**EXERCISE REQUIREMENTS**
Copy exactly the lines of the records below, and only those lines, beginning with the line that contains "Dec in degrees)." and ending with the line that contains "owns download and".

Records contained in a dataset
====
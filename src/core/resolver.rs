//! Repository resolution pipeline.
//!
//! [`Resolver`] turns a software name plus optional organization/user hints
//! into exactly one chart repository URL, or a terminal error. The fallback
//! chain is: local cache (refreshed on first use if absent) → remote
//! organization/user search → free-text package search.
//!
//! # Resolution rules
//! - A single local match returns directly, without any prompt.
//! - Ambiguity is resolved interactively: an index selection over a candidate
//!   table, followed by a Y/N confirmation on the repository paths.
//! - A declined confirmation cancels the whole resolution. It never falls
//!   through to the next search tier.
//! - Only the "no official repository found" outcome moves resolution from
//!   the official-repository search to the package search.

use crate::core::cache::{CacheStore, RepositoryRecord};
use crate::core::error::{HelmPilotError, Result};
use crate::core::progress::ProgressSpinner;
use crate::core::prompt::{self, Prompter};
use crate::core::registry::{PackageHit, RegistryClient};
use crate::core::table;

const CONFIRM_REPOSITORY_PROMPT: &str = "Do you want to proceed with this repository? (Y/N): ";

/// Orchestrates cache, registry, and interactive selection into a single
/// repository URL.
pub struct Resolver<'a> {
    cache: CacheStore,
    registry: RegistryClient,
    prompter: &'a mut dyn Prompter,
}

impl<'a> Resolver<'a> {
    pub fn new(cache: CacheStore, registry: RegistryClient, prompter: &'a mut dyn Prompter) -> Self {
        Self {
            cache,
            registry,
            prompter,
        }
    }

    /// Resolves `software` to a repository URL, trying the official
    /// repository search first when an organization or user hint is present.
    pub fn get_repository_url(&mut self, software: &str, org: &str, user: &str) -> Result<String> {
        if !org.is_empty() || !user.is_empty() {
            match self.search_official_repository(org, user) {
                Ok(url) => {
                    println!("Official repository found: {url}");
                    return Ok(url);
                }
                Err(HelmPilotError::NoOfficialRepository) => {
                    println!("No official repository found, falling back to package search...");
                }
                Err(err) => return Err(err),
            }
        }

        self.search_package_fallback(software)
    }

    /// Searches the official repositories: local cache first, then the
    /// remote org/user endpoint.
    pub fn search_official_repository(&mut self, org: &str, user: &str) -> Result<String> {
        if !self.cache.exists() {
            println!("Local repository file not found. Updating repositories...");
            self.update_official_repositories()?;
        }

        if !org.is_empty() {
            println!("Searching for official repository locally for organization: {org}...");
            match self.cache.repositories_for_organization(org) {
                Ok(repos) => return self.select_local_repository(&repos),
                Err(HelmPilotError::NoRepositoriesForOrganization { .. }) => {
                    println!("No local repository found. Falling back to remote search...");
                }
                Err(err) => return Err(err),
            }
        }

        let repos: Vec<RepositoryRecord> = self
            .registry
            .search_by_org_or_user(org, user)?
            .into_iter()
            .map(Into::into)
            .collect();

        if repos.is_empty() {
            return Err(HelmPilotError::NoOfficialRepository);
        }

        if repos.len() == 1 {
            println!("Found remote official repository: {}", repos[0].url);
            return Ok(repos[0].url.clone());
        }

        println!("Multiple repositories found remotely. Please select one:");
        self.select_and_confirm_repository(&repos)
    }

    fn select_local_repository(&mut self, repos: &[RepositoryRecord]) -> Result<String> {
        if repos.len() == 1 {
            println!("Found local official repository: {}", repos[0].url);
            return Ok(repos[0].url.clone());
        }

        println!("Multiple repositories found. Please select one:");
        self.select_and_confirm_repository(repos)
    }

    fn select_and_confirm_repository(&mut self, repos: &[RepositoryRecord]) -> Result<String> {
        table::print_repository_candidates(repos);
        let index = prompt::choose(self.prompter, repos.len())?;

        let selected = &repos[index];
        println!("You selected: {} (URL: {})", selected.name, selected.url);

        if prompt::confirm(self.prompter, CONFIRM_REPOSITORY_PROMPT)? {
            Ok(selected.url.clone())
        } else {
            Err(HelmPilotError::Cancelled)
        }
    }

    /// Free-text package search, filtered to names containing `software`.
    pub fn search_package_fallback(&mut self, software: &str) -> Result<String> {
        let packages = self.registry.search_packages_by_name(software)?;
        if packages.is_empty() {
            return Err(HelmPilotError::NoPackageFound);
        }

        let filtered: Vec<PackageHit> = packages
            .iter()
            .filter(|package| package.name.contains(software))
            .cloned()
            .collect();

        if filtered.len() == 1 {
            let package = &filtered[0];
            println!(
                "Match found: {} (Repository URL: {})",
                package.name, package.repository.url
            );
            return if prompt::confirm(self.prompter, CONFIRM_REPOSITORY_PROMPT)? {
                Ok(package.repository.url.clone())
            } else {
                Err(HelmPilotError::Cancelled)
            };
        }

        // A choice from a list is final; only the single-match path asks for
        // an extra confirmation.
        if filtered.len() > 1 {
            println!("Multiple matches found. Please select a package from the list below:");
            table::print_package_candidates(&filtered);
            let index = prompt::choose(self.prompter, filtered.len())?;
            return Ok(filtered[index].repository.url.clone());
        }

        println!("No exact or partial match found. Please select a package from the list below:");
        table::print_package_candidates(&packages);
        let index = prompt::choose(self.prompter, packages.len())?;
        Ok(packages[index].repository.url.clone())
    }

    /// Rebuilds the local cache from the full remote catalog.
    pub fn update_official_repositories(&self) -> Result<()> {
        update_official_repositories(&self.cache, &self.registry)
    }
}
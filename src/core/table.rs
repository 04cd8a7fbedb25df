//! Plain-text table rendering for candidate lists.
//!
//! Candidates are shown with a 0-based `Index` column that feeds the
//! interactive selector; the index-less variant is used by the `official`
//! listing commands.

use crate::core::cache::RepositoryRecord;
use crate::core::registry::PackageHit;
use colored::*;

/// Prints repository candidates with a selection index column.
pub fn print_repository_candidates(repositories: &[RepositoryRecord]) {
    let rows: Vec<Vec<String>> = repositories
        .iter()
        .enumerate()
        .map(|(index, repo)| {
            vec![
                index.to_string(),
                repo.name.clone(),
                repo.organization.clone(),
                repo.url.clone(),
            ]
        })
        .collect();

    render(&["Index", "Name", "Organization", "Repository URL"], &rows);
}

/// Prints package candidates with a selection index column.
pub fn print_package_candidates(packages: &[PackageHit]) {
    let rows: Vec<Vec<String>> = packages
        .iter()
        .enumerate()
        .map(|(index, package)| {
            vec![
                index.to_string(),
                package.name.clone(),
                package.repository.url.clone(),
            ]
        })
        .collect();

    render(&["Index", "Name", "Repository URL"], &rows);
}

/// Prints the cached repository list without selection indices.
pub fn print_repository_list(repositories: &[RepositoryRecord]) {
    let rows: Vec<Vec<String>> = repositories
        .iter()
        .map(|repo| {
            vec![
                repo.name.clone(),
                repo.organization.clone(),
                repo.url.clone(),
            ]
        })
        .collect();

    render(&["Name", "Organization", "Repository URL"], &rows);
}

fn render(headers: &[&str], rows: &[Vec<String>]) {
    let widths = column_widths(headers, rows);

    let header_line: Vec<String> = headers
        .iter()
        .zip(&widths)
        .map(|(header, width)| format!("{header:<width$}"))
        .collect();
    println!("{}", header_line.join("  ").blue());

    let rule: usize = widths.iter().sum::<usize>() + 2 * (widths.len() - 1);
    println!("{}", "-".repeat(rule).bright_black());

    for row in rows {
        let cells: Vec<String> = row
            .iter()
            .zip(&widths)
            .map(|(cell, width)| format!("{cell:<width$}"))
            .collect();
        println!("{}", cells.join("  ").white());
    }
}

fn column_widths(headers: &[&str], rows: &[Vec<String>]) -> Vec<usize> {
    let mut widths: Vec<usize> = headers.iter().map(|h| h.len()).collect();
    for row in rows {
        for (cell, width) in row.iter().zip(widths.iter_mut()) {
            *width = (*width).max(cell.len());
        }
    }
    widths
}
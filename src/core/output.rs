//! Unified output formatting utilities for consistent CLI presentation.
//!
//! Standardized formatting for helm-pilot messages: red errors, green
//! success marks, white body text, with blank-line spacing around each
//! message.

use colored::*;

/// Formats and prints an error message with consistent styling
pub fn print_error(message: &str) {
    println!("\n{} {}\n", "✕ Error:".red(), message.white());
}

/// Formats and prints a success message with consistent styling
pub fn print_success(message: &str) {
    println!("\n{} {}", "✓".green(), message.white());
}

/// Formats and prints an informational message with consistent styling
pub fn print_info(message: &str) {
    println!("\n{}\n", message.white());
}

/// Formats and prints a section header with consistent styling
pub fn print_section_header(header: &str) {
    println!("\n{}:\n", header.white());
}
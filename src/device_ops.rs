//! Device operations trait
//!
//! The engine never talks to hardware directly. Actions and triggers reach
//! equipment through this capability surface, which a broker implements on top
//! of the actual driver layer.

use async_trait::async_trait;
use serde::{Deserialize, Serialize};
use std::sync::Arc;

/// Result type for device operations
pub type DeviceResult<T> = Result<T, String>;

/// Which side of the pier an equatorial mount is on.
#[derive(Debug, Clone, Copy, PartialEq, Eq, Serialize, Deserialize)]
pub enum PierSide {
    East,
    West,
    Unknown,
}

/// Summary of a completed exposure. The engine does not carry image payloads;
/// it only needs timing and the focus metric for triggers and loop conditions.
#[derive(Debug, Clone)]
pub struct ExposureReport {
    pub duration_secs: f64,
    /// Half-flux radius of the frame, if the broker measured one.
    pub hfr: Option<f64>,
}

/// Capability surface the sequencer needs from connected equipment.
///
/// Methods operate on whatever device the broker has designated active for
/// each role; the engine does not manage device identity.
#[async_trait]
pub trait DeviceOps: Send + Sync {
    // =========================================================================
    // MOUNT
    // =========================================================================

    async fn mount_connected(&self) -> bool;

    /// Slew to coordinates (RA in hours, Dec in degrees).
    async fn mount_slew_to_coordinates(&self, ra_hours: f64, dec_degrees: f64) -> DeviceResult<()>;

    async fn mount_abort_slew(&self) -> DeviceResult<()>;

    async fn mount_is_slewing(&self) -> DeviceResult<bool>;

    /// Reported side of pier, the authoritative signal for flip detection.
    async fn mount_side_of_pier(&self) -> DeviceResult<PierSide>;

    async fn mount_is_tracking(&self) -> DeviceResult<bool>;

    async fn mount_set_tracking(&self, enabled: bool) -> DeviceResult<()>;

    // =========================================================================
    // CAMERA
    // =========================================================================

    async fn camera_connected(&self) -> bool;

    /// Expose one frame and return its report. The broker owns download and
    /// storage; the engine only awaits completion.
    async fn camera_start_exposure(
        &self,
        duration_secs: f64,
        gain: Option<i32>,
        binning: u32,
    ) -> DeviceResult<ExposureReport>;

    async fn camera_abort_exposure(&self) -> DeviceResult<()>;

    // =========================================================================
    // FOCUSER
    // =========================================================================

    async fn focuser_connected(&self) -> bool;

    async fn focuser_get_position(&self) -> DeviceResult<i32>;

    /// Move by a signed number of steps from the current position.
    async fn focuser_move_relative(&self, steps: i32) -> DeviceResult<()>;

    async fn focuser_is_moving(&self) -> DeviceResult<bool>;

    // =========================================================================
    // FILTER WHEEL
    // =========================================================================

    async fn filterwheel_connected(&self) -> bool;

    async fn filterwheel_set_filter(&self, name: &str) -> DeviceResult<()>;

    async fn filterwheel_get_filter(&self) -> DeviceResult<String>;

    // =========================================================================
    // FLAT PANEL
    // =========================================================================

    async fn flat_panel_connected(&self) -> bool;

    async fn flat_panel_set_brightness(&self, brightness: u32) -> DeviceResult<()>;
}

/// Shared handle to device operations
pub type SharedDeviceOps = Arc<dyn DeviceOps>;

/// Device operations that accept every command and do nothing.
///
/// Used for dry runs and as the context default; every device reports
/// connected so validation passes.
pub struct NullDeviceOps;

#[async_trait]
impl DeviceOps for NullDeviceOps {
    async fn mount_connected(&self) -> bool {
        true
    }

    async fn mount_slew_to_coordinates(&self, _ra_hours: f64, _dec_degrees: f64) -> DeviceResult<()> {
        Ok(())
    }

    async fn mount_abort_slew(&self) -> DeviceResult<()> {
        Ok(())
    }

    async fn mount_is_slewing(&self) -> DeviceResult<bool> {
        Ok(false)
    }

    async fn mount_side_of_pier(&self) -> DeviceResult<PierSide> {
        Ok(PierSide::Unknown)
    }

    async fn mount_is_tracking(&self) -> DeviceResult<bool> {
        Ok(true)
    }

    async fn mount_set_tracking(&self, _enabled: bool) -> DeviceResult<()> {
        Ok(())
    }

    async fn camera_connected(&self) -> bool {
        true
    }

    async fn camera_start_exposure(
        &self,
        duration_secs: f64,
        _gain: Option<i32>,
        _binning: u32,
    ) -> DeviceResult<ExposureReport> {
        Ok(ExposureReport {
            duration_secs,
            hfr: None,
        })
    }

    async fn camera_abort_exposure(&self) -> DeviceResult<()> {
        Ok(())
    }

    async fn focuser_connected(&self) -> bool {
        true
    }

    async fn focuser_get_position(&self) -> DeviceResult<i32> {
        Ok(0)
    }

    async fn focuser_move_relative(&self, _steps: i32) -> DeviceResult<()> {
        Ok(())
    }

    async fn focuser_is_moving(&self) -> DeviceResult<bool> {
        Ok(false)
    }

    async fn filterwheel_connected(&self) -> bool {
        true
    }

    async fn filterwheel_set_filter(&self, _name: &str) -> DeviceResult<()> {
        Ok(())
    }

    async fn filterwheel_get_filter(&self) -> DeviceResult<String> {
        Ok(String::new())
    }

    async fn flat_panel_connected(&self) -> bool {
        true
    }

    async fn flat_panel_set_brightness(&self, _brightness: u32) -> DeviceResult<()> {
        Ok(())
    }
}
====
**TASK OUTPUT**
    /// Slew to coordinates (RA in hours, Dec in degrees).
    async fn mount_slew_to_coordinates(&self, ra_hours: f64, dec_degrees: f64) -> DeviceResult<()>;

    async fn mount_abort_slew(&self) -> DeviceResult<()>;

    async fn mount_is_slewing(&self) -> DeviceResult<bool>;

    /// Reported side of pier, the authoritative signal for flip detection.
    async fn mount_side_of_pier(&self) -> DeviceResult<PierSide>;

    async fn mount_is_tracking(&self) -> DeviceResult<bool>;

    async fn mount_set_tracking(&self, enabled: bool) -> DeviceResult<()>;

    // =========================================================================
    // CAMERA
    // =========================================================================

    async fn camera_connected(&self) -> bool;

    /// Expose one frame and return its report. The broker owns download and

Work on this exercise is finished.